MyWheelName.com

Blue Shades Color Wheel

Blue is the safe choice in design — until you have to pick which blue, at which point it stops being safe at all. The Random Blue Shade Picker spins through navy, sky, teal, cobalt, denim, slate, and the kind of saturated tech-startup blues that quietly dominate the internet. Every shade gets equal weight unless you tell the wheel otherwise. Reach for it when you're moodboarding a brand, building a UI palette, or starting a watercolour study and want to be nudged away from the obvious primary blue. It's also a low-stakes way to break artist's block: spin, look at the shade, and write or paint something that feels like it. Teachers use it for colour theory exercises and quick warm-ups in art class. Blues are sneaky — two that look almost identical at thumbnail size can read very differently on a real screen, so click into the segment to see the larger swatch before you copy the hex. The picker is mobile-friendly, so you can spin it on a phone next to your sketchbook without juggling tabs.

What's the Blue Shades Color Wheel actually picking from?

A curated set of named shades for the colour group, each with its hex code. Spinning reveals the swatch, the name (where defined), and the hex value, ready to copy into Figma, CSS, or a design tool.

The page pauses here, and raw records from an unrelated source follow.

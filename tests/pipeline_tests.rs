//! End-to-end pipeline tests: acquisition through normalization through the
//! feed envelope, against a mock server standing in for both the GraphQL
//! endpoint and the flat-file host.

use std::time::Duration;

use serde_json::{json, Value};
use wiremock::matchers::{body_string_contains, method, path};
use wiremock::{Mock, MockServer, ResponseTemplate};

use gfn_datafeed::{CatalogClient, CatalogConfig, CatalogError};

const PAGE_SIZE: u32 = 3;

fn create_test_client(server: &MockServer) -> CatalogClient {
    let config = CatalogConfig::builder()
        .graphql_url(format!("{}/graphql", server.uri()))
        .flat_file_url(format!("{}/gfnpc.json", server.uri()))
        .page_size(PAGE_SIZE)
        .max_attempts(2)
        .initial_backoff(Duration::from_millis(1))
        .build()
        .unwrap();
    CatalogClient::new(config)
}

/// Introspection is unavailable and the first template probe passes.
async fn mount_selector_preamble(server: &MockServer) {
    Mock::given(method("POST"))
        .and(path("/graphql"))
        .and(body_string_contains("__schema"))
        .respond_with(ResponseTemplate::new(500))
        .mount(server)
        .await;
    Mock::given(method("POST"))
        .and(path("/graphql"))
        .and(body_string_contains("first: 1,"))
        .respond_with(
            ResponseTemplate::new(200)
                .set_body_json(json!({ "data": { "apps": { "items": [] } } })),
        )
        .mount(server)
        .await;
}

async fn mount_single_page(server: &MockServer, items: Vec<Value>) {
    Mock::given(method("POST"))
        .and(path("/graphql"))
        .and(body_string_contains(format!("first: {PAGE_SIZE},")))
        .respond_with(ResponseTemplate::new(200).set_body_json(json!({
            "data": {
                "apps": {
                    "numberReturned": items.len(),
                    "pageInfo": {
                        "hasNextPage": false,
                        "endCursor": "",
                        "totalCount": items.len()
                    },
                    "items": items
                }
            }
        })))
        .mount(server)
        .await;
}

#[tokio::test]
async fn test_sparse_record_produces_minimal_entity() {
    let server = MockServer::start().await;
    mount_selector_preamble(&server).await;
    mount_single_page(
        &server,
        vec![json!({
            "title": "Alpha",
            "id": "123",
            "variants": [
                { "appStore": "STEAM", "gfn": { "status": "AVAILABLE" } }
            ]
        })],
    )
    .await;

    let client = create_test_client(&server);
    let feed = client.build_feed().await.unwrap();
    let value = serde_json::to_value(&feed).unwrap();

    let game = &value["dataFeedElement"][0];
    assert_eq!(game["name"], "Alpha");
    assert_eq!(game["@id"], "gfn-123");
    assert_eq!(game["@type"], "VideoGame");
    assert_eq!(game["applicationCategory"], "Game");

    // Absent source data is omitted, never serialized as null.
    assert!(game.get("image").is_none());
    assert!(game.get("contentRating").is_none());
    assert!(game.get("description").is_none());
    assert!(game.get("publisher").is_none());

    // The primary streaming edition plus one surviving variant.
    let editions = game["exampleOfWork"].as_array().unwrap();
    assert_eq!(editions.len(), 2);
    assert_eq!(editions[0]["name"], "Alpha (GeForce NOW)");
    assert_eq!(editions[1]["name"], "Alpha (STEAM)");
}

#[tokio::test]
async fn test_rich_record_is_fully_mapped() {
    let server = MockServer::start().await;
    mount_selector_preamble(&server).await;
    mount_single_page(
        &server,
        vec![json!({
            "id": "9",
            "cmsId": "cms-9",
            "title": "Portal",
            "longDescription": "A puzzle game.",
            "publisherName": "Valve",
            "developerName": "Valve",
            "genres": ["Puzzle"],
            "contentRatings": [
                { "type": "PEGI", "categoryKey": "12" },
                { "type": "ESRB", "categoryKey": "EVERYONE_10" }
            ],
            "images": { "GAME_BOX_ART": "https://img.example/box.jpg" },
            "computedValues": { "earliestReleaseDate": "2007-10-10" },
            "maxOnlinePlayers": 2,
            "variants": [
                { "appStore": "STEAM", "gfn": { "status": "RETIRED" } }
            ]
        })],
    )
    .await;

    let client = create_test_client(&server);
    let feed = client.build_feed().await.unwrap();
    let value = serde_json::to_value(&feed).unwrap();

    let game = &value["dataFeedElement"][0];
    assert_eq!(game["@id"], "gfn-9");
    assert!(game["url"]
        .as_str()
        .unwrap()
        .ends_with("deeplink?game-id=cms-9"));
    assert_eq!(game["contentRating"], "ESRB EVERYONE_10");
    assert_eq!(game["image"], "https://img.example/box.jpg");
    assert_eq!(game["publisher"]["name"], "Valve");
    assert_eq!(game["contributor"]["roleName"], "developer");
    assert_eq!(game["datePublished"], "2007-10-10");
    assert_eq!(game["numberOfPlayers"], 2);

    // The retired variant is filtered; only the streaming edition remains.
    assert_eq!(game["exampleOfWork"].as_array().unwrap().len(), 1);
}

#[tokio::test]
async fn test_rejected_graphql_shapes_fall_back_to_flat_file() {
    let server = MockServer::start().await;
    Mock::given(method("POST"))
        .and(path("/graphql"))
        .respond_with(ResponseTemplate::new(500))
        .mount(&server)
        .await;
    Mock::given(method("GET"))
        .and(path("/gfnpc.json"))
        .respond_with(ResponseTemplate::new(200).set_body_json(json!([
            { "id": 100, "title": "Flat Game", "publisher": "Pub" }
        ])))
        .mount(&server)
        .await;

    let client = create_test_client(&server);
    let acquisition = client.fetch_games().await.unwrap();

    assert!(acquisition.complete);
    assert_eq!(acquisition.records.len(), 1);
    assert_eq!(acquisition.records[0]["title"], "Flat Game");
}

#[tokio::test]
async fn test_flat_records_normalize_through_the_same_path() {
    let server = MockServer::start().await;
    Mock::given(method("POST"))
        .and(path("/graphql"))
        .respond_with(ResponseTemplate::new(500))
        .mount(&server)
        .await;
    Mock::given(method("GET"))
        .and(path("/gfnpc.json"))
        .respond_with(ResponseTemplate::new(200).set_body_json(json!([
            {
                "id": 100,
                "title": "Flat Game",
                "publisher": "Pub",
                "steamUrl": "https://store.steampowered.com/app/100"
            }
        ])))
        .mount(&server)
        .await;

    let client = create_test_client(&server);
    let feed = client.build_feed().await.unwrap();
    let value = serde_json::to_value(&feed).unwrap();

    let game = &value["dataFeedElement"][0];
    assert_eq!(game["@id"], "gfn-100");
    assert_eq!(game["name"], "Flat Game");
    assert_eq!(game["publisher"]["name"], "Pub");
    let same_as = game["sameAs"].as_array().unwrap();
    assert!(same_as
        .iter()
        .any(|url| url == "https://store.steampowered.com/app/100"));
}

#[tokio::test]
async fn test_graphql_failure_before_items_falls_back() {
    let server = MockServer::start().await;
    // A shape is selected, but every page request then fails.
    mount_selector_preamble(&server).await;
    Mock::given(method("GET"))
        .and(path("/gfnpc.json"))
        .respond_with(
            ResponseTemplate::new(200).set_body_json(json!([{ "id": 1, "title": "Flat" }])),
        )
        .mount(&server)
        .await;

    let client = create_test_client(&server);
    let acquisition = client.fetch_games().await.unwrap();

    assert!(acquisition.complete);
    assert_eq!(acquisition.records.len(), 1);
}

#[tokio::test]
async fn test_partial_pagination_is_flagged_not_retried_as_flat() {
    let server = MockServer::start().await;
    mount_selector_preamble(&server).await;
    // First page succeeds with a continuation; the next page never resolves.
    Mock::given(method("POST"))
        .and(path("/graphql"))
        .and(body_string_contains("after: \\\"\\\""))
        .and(body_string_contains(format!("first: {PAGE_SIZE},")))
        .respond_with(ResponseTemplate::new(200).set_body_json(json!({
            "data": {
                "apps": {
                    "numberReturned": 2,
                    "pageInfo": {
                        "hasNextPage": true,
                        "endCursor": "cur-1",
                        "totalCount": 4
                    },
                    "items": [
                        { "id": "a", "title": "A" },
                        { "id": "b", "title": "B" }
                    ]
                }
            }
        })))
        .mount(&server)
        .await;

    let client = create_test_client(&server);
    let acquisition = client.fetch_games().await.unwrap();

    assert!(!acquisition.complete);
    assert_eq!(acquisition.records.len(), 2);
}

#[tokio::test]
async fn test_total_failure_surfaces_catalog_error() {
    let server = MockServer::start().await;
    Mock::given(method("POST"))
        .and(path("/graphql"))
        .respond_with(ResponseTemplate::new(500))
        .mount(&server)
        .await;
    Mock::given(method("GET"))
        .and(path("/gfnpc.json"))
        .respond_with(ResponseTemplate::new(502))
        .mount(&server)
        .await;

    let client = create_test_client(&server);
    let error = client.fetch_games().await.unwrap_err();

    assert!(matches!(error, CatalogError::AllPathsExhausted(_)));
}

Can I edit the shades on the Blue Shades Color Wheel?

Yes. Remove the shades you'd never use, add custom ones with your own hex codes, and the wheel respects your edits. Save the wheel to your account if you want the customised version to persist between sessions.

Is the spin actually random?

Yes. The result uses the browser's cryptographic random source, so every option has an equal chance unless you've weighted entries. There's no house bias and no remembered "due" outcomes.

Does the picker show hex codes I can copy?

Yes. Each segment shows the hex value, and the result panel makes it easy to copy. The picker is built for designers, so the output is usable directly in any colour-picking workflow without conversion.